Segment Start: Data to use
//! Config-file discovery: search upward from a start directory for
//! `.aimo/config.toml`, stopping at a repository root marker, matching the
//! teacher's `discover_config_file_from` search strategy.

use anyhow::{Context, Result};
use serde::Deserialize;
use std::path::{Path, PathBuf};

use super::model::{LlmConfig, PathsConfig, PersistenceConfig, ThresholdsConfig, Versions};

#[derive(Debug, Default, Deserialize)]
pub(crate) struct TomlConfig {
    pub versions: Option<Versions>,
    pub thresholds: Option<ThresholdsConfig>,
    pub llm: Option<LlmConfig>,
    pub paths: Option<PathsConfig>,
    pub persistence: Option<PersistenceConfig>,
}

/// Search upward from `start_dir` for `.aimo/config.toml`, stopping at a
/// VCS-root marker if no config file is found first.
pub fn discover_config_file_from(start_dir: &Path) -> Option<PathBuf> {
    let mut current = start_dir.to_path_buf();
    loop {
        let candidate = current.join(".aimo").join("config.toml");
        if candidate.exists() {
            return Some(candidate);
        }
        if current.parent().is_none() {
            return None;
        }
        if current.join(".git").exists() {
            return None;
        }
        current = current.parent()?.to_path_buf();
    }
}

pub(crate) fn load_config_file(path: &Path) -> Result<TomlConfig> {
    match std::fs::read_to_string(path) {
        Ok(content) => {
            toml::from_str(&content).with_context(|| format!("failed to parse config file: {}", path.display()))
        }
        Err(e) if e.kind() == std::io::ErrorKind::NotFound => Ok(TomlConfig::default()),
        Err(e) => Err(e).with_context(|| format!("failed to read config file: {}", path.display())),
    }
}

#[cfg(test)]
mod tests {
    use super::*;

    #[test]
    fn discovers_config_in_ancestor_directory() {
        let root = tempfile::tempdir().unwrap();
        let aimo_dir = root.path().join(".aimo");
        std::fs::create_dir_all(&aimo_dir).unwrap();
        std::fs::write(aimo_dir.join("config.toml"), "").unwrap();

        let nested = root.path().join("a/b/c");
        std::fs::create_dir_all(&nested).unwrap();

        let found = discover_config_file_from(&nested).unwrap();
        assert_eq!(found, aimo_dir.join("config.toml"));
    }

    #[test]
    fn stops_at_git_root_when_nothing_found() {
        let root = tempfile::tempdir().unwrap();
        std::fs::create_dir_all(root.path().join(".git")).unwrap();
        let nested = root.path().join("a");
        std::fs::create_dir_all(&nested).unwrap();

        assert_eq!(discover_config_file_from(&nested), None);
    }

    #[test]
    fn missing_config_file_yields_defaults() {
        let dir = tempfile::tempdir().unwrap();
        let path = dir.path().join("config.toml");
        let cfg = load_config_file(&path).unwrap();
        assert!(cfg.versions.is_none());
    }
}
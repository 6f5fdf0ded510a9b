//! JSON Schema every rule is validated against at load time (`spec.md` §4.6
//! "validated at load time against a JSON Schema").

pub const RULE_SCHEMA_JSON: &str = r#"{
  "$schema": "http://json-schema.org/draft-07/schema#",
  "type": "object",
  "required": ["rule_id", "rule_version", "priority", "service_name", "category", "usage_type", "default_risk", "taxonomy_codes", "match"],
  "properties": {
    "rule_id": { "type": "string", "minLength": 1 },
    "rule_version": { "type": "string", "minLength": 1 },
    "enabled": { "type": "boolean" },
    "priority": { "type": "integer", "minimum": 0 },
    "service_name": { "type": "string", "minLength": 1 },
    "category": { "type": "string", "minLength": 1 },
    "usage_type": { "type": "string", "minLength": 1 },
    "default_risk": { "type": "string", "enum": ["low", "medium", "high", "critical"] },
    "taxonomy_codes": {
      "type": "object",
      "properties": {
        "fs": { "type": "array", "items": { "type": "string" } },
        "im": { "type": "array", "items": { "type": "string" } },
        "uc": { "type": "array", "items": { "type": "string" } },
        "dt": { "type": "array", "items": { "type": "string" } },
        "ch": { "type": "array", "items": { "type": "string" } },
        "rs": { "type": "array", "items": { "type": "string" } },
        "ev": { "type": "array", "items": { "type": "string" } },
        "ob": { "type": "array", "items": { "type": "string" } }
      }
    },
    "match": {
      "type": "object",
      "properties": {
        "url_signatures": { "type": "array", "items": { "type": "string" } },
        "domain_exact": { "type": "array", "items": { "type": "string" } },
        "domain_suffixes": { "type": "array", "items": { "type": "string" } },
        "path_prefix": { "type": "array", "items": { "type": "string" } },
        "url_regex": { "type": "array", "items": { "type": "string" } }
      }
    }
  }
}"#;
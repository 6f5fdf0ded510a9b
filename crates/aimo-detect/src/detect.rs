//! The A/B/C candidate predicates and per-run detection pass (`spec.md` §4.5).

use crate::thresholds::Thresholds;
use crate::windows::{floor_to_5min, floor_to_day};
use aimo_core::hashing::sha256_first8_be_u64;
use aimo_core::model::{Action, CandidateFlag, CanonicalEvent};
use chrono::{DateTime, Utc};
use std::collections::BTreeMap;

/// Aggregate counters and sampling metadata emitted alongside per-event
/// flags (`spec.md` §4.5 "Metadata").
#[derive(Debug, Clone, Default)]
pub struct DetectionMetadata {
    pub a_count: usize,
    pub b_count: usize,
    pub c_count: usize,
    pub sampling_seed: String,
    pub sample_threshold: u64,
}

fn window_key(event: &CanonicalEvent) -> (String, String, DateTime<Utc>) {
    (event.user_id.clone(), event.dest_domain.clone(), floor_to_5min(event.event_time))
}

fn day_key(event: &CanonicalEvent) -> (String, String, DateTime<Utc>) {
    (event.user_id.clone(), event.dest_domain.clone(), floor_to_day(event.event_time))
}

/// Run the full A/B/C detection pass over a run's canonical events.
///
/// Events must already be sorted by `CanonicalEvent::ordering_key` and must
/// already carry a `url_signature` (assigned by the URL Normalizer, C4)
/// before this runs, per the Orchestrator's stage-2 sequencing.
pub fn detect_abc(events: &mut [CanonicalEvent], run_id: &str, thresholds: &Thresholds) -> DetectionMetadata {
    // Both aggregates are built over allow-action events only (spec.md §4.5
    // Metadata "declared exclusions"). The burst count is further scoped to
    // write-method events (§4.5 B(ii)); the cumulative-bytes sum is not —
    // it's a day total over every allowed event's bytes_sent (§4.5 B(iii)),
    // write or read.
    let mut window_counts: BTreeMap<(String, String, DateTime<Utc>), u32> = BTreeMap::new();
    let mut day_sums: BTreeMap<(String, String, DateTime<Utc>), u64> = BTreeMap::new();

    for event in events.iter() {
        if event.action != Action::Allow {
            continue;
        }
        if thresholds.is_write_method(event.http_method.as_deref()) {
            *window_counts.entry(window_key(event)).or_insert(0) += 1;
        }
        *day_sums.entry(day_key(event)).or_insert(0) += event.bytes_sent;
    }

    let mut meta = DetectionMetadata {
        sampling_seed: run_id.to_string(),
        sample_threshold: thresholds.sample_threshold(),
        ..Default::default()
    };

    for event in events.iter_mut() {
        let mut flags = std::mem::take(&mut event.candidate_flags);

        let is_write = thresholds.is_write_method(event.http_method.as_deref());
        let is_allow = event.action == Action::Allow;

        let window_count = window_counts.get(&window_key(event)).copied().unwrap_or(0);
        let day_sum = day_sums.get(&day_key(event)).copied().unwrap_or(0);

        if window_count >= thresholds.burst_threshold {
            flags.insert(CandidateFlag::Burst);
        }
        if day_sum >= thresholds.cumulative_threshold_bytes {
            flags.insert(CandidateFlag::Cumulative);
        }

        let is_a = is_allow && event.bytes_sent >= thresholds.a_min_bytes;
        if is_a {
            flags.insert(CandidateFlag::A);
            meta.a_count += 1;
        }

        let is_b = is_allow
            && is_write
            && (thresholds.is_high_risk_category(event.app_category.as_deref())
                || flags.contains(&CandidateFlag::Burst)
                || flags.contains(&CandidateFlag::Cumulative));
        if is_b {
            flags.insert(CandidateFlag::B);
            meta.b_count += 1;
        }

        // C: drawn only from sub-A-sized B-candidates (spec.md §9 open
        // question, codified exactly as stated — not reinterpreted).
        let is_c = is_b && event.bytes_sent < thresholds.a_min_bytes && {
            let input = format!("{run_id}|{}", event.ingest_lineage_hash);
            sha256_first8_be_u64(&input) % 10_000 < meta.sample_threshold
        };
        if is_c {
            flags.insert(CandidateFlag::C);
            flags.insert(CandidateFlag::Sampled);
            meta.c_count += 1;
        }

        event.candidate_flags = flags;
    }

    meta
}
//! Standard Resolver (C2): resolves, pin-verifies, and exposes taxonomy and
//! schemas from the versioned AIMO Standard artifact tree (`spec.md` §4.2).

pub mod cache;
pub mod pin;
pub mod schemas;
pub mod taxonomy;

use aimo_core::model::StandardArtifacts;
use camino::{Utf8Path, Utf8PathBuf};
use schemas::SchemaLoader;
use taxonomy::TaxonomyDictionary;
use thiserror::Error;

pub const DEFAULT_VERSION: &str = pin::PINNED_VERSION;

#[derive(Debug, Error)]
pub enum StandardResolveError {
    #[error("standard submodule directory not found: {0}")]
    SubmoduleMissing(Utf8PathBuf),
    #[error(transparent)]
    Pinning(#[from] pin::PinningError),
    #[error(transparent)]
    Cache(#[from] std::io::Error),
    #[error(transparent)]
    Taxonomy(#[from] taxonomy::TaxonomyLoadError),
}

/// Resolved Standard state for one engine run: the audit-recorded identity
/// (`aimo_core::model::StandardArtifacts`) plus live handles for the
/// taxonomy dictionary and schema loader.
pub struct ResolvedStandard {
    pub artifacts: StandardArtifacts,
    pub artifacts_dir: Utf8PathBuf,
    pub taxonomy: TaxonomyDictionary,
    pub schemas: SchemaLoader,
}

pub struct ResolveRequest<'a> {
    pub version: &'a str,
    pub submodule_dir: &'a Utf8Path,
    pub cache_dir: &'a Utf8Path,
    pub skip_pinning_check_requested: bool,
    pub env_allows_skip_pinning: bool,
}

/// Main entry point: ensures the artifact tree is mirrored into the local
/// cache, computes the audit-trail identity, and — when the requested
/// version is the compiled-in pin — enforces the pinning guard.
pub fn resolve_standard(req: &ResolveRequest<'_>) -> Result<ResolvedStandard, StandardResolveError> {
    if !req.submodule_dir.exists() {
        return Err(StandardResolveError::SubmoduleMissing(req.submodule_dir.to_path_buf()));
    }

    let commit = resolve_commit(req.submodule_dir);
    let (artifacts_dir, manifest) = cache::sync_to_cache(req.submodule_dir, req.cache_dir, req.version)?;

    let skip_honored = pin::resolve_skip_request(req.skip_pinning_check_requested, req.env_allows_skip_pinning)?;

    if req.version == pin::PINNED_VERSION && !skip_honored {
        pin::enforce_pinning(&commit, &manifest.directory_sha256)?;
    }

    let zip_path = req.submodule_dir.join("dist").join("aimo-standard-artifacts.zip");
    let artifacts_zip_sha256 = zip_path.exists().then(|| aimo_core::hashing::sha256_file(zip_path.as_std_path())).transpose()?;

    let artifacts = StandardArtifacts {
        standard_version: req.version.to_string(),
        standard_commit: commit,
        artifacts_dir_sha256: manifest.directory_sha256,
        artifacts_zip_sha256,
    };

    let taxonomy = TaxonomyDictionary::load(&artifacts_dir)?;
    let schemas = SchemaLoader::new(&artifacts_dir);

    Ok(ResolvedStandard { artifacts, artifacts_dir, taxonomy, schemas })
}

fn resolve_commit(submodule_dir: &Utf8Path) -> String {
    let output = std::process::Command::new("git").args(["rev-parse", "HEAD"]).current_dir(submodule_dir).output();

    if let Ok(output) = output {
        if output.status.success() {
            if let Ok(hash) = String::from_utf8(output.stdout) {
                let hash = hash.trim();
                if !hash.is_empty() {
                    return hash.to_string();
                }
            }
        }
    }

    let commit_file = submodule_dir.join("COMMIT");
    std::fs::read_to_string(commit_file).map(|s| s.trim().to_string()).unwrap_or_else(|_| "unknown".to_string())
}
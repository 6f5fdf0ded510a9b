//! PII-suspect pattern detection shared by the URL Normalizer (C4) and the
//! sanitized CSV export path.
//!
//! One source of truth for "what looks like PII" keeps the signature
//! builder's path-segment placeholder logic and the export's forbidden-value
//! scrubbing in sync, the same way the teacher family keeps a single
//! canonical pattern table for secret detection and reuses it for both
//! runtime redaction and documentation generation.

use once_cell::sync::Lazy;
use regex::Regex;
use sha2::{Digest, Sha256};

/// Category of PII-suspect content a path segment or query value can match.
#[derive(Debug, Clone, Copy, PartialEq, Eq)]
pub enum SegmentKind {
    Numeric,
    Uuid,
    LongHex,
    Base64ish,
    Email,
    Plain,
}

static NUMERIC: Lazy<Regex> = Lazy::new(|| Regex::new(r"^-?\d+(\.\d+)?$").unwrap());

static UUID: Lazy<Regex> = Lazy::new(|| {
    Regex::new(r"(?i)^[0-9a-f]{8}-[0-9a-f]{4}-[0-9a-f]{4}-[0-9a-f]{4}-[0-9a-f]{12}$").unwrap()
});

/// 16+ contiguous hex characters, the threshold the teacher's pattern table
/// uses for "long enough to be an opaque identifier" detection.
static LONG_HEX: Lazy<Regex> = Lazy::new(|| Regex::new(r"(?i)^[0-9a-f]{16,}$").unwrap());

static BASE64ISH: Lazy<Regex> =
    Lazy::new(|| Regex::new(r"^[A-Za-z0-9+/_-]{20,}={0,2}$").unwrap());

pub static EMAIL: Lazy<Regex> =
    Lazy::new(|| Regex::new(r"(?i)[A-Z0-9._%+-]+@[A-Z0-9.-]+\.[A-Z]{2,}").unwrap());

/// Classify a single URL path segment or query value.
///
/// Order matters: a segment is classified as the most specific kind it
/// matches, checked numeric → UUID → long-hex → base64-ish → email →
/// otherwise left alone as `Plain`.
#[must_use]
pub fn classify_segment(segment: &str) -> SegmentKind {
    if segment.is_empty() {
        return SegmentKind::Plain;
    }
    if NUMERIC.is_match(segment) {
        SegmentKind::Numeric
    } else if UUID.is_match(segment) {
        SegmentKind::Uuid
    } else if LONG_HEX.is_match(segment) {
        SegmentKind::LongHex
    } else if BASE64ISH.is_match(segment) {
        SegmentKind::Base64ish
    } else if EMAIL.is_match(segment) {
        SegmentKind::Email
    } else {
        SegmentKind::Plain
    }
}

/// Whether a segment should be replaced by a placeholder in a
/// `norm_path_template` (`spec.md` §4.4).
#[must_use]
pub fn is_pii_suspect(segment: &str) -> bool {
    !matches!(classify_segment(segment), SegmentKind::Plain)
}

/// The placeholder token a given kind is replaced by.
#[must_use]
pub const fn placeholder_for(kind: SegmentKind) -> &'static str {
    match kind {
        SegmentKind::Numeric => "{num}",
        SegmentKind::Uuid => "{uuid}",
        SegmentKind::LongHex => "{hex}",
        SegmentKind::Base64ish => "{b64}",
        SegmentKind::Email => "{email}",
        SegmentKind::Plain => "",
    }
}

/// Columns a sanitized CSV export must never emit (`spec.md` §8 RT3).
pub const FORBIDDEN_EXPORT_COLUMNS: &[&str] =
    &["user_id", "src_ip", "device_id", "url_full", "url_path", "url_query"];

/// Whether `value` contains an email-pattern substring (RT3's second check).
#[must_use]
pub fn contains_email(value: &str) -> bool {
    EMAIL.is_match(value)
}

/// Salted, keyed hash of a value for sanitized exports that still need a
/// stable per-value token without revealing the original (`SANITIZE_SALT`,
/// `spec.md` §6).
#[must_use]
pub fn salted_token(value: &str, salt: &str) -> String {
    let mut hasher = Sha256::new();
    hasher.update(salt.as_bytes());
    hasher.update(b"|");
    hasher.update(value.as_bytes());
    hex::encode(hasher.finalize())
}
Segment End: Data to use
What to do :: State how many lines of the records contain the word "Normalizer". Give that number alone.

Written response :: 2